▼

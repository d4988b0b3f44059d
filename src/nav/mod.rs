pub mod history;
pub mod navigator;

pub use history::{History, HistoryEntry, MemoryHistory, PopEvent};
pub use navigator::{NavMethod, Navigator};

▲

TASK DIRECTIONS:
Transcribe each line of the listing above precisely as it appears.

RESULT OF THE TASK:
repository d4988b0b3f44059d
filename src/nav/mod.rs
pub mod history;
pub mod navigator;

pub use history::{History, HistoryEntry, MemoryHistory, PopEvent};
pub use navigator::{NavMethod, Navigator};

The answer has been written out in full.